Korean flutist Jasmine Choi captures Vienna
Vienna Symphony names Choi as principal flute
By Do Je-hae
Stories about the international success of Korean violinists, pianists and opera singers are now familiar. But not much attention has been paid to the nation’s woodwind musicians.
No Korean to date has become as established as Jasmine Choi in this area, the first Korean to be named principal flute of the 112-year-old Wiener Symphoniker, or the Vienna Symphony.
She has been working for the renowned Austrian orchestra since June, after a grueling audition process.
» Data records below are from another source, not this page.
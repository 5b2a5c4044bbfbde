//! Domain Ports (Interfaces)
//!
//! These traits define the boundaries of the domain layer.
//! Infrastructure layer provides concrete implementations.

pub mod browser;
pub mod credential_source;
pub mod file_system;
pub mod script_bundler;
pub mod stylesheet_compiler;
pub mod vendor_registry;

pub use browser::{Browser, BrowserError, BrowserResult};
pub use credential_source::{CredentialError, CredentialSource};
pub use file_system::{FileSystem, FsError, FsResult};
pub use script_bundler::{BundleConfig, ScriptBundler};
pub use stylesheet_compiler::{is_entry_point, OutputStyle, StylesheetCompiler};
pub use vendor_registry::VendorRegistry;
She has left her former post of associate principal flute with the Cincinnati Symphony Orchestra to join one of Austria’s most respected music institutions.
“When I received the audition invitation from the Vienna Symphony, my first reaction was a bit of disbelief, to be honest — simply because it was not common sense for an Asian woman wind player to join such a conservative musical hub,” Choi said in a recent interview with The Korea Times.
She was the only player to be selected from a pool of 245 candidates from all over the world.
Vienna Symphony principal flute Jasmine Choi takes a break after her debut with her new orchestra in June at Vienna’s Musikverein, cosidered one of the finest concert halls in the world. / Courtesy of Jasmine Choi
“I truly enjoyed playing as if it were a real concert stage, imagining a nice crowd rather than a bunch of musicians judging me. Joining as principal flute in Vienna is a big honor, and yet a huge responsibility as well,” the 28-year-old added.
Being a principal in an orchestra is an honor granted only to musicians that combine the highest level of musicianship with a sense of responsibility and leadership.
The flute has one of the highest registers in an orchestra. Many composers have taken advantage of the instrument for that reason.
“Being a principal flute means more than just sitting down and play your solo at times. You have to know all the orchestra parts inside out, so that you would know when to stand out and when not to, as well as you should be able to lead the whole flute section, the whole wind section, or even the whole orchestra at a given time,” Choi said.
“Playing music, especially in orchestra and chamber music, is such a correspondent activity that you have to know what is going on around you and should have to be alert at all times.”
After studying at the Curtis Institute of Music in Philadelphia and the Juilliard School in New York, she joined the Cincinnati Symphony Orchestra at the age of 22, her first orchestra job. She has never lived in Europe, but she says she is looking forward to new opportunities in Vienna.
“I’m not intimidated but rather very excited about this new change and the new traditions that I’ll be absorbing. And it is such a blessing to play music where all those incredible composers like Mozart, Beethoven, Brahms, Mahler and Bruckner passed through and made music,” she said.
Choi moved to the U.S. when she was 16 to study at the Curtis Institute on a full scholarship. After gradutation, maestro Pavvo Jarvi hired her to be his associate principal flute at the Cincinnati Symphony, making her the first Korean woodwind player to hold a post with a major U.S. orchestra.
An exclusive Sony Classical artist in Korea, her recordings “Jasmine Choi Plays Mozart” and “Fantasy” have received enthusiastic reviews.
Choi has a number of concert dates in Korea starting October. She will be in Seoul for performances on Oct. 20 and 27, and Nov. 26. The first two are solo recitals at the Seoul Arts Center’s IBK Hall and the Maria Callas Hall, and the Nov. 26 concert is at the Seoul Arts Center Concert Hall playing with the Daejeon Philharmonic Orchestra.
She will also perform with renowned soprano Sumi Jo on Nov. 13 at a gala concert in Vienna, celebrating the 120th anniversary of Korea-Austria relations.
The Daejeon native has mentored young Korean musicians at master classes. Working with them is an important part of her job, aside from playing chamber music and transcribing music for flute. She also has an active career as a solo performer and recording artist.
She credits passion and hard work as the keys to her success as a classical musician. “I think regardless of the instruments or the professions young people choose to pursue, musicians truly have to love what they do, and should have some great degree of passion towards it,” Choi said.
“When I was a teenager, I just loved practicing so much that I felt like I’d found a heaven when practicing. I used to even forget to eat. It is a bit of an extreme example but I think hard work somehow pays off in the end.”